TASK DESCRIPTION:
Your task is to output, without alteration, each line from the one containing "to install tracing" through the final line of the records below.

------ RECORDS PROVIDED

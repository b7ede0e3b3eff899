mod command;
mod params;
mod schema;
mod sink;
mod util;

fn main() -> anyhow::Result<()> {
    init_tracing()?;
    command::run()
}

fn init_tracing() -> anyhow::Result<()> {
    let filter = tracing_subscriber::EnvFilter::try_from_default_env()
        .unwrap_or_else(|_| tracing_subscriber::EnvFilter::new("info"));
    tracing_subscriber::fmt()
        .with_env_filter(filter)
        .with_writer(std::io::stderr)
        .try_init()
        .map_err(|err| anyhow::anyhow!("failed to install tracing subscriber: {err}"))
}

------------

SOLVED PROBLEM:
        .map_err(|err| anyhow::anyhow!("failed to install tracing subscriber: {err}"))
}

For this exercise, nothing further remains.